Your pastor carries your wounds in him -- not because He is the Savior but because He serves the Savior with the Savior's love and mercy.  It is easy for the pastor to despair for all the wounded and wounds he meets and it is easy for his family to wrestle with that same kind of despair -- sharing their husband and father with a huge and different family in addition to theirs.  But it works.  It has worked.  We do not need to reinvent the Church but to be faithful.  We do not need to make pretty what cannot or to put a good face upon death.  We need to be faithful in the Word and Sacraments of our gracious God. The Church needs to do the same thing.  We cannot turn away the wounded or broken because serving them is messy or costly but neither can we get down into the muck of their sin and become like them -- to do so would be to surrender our hope and to render ourselves worthless to the task of saving some.  Neither can we afford to be idealistic in presuming that we are the healers or that everyone can be saved.  Grace and mercy are offered to all and some will inevitably reject them as those once rejected Christ.  It is the painful tension of our calling.  But God is at work in our midst -- saving and rescuing through the Gospel proclaimed and by the power of the Spirit turning deathless ends into endless futures.  

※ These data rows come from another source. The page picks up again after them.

//! Storage contract for archives.
//!
//! The engine only ever talks to an [`ArchiveStore`]: it reserves an archive
//! with [`ArchiveStore::create_writer`], streams files through the returned
//! [`ArchiveWriter`], and reads them back through an [`ArchiveReader`].
//!
//! Backends must honour the atomic-publish rule: an archive becomes visible
//! to [`ArchiveStore::list`] and [`ArchiveStore::open_reader`] only once
//! [`ArchiveWriter::close`] completes after [`ArchiveWriter::commit_metadata`].
//! Anything less, including [`ArchiveWriter::abort`], stays invisible until
//! an orphan sweep removes it.

pub mod local;

use crate::archive::{ArchiveMetadata, FileRecord};
use crate::utils::errors::Result;
use async_trait::async_trait;
use chrono::{DateTime, Utc};
use tokio::io::AsyncRead;

pub use local::LocalStorage;

/// Readable archive content.
pub type ContentStream = Box<dyn AsyncRead + Send + Unpin>;

/// Catalog of archives on a backend.
///
/// Implementations must tolerate concurrent `create_writer` calls for
/// different ids and concurrent reads of distinct archives.
#[async_trait]
pub trait ArchiveStore: Send + Sync {
    /// Reserve `draft.id`. Fails if the id is already taken.
    async fn create_writer(&self, draft: &ArchiveMetadata) -> Result<Box<dyn ArchiveWriter>>;

    /// Open a published archive; `NotFound` otherwise.
    async fn open_reader(&self, id: &str) -> Result<Box<dyn ArchiveReader>>;

    /// Remove an archive and its metadata. Unknown ids succeed silently.
    async fn delete(&self, id: &str) -> Result<()>;

    /// Published archives ordered by `created_at`, then `id`.
    async fn list(&self) -> Result<Vec<ArchiveMetadata>>;

    /// Remove unpublished leftovers last touched before `cutoff`, returning
    /// the ids removed. Backends without such leftovers keep the default.
    async fn sweep_orphans(&self, _cutoff: DateTime<Utc>) -> Result<Vec<String>> {
        Ok(Vec::new())
    }
}

/// Output side of one archive.
#[async_trait]
pub trait ArchiveWriter: Send {
    fn archive_id(&self) -> &str;

    /// Stream one file into the archive without buffering it whole.
    /// Returns the number of bytes stored.
    async fn add_file(&mut self, record: &FileRecord, content: &mut (dyn AsyncRead + Send + Unpin)) -> Result<u64>;

    /// Stage the final metadata document.
    async fn commit_metadata(&mut self, metadata: &ArchiveMetadata) -> Result<()>;

    /// Publish if metadata was committed, otherwise publish nothing.
    /// Releases backend resources on every path.
    async fn close(self: Box<Self>) -> Result<()>;

    /// Release backend resources without publishing, even when metadata was
    /// already committed. The archive stays unpublished.
    async fn abort(self: Box<Self>);
}

/// Input side of one published archive.
#[async_trait]
pub trait ArchiveReader: Send + Sync {
    fn metadata(&self) -> &ArchiveMetadata;

    /// Open one file's content; `NotFound` if the path is not in the metadata.
    async fn open_file(&self, path: &str) -> Result<(ContentStream, FileRecord)>;

    /// Records in the order they were written.
    fn list_files(&self) -> Vec<FileRecord> {
        self.metadata().files.clone()
    }
}
//! Utility modules for the backup engine.

pub mod errors;

pub use errors::{BackupError, ErrorKind, Result};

In the midst of all this mess, pain, and death, God reveals beauty.  The music of angels sung from our own lips, the vision of the eternal feast right here in the present Eucharist, the hope spoken right here in the face of death, and the arts which deliver with noble purpose to ear, eye, taste, and smell the glimpse of heaven.  The vision is not beauty to replace reality but beauty right here in the terrible reality of a world gone astray, virtue surrendered to vice, selfishness replacing sacrifice, and self-interest to govern everything about life.  My friends, every church is a field hospital or MASH unit, planted by God in the midst of the battlefield, equipped with the healing balm of the Gospel, and able to save many.  Let us not rejoice in what we cannot do but what we are able to do with God's own resources.  And let us pass them on and patch them up so that they may enter the fray again and fight the good fight of faith until they wear the victor's crown of glory.   Good Lent, my friends!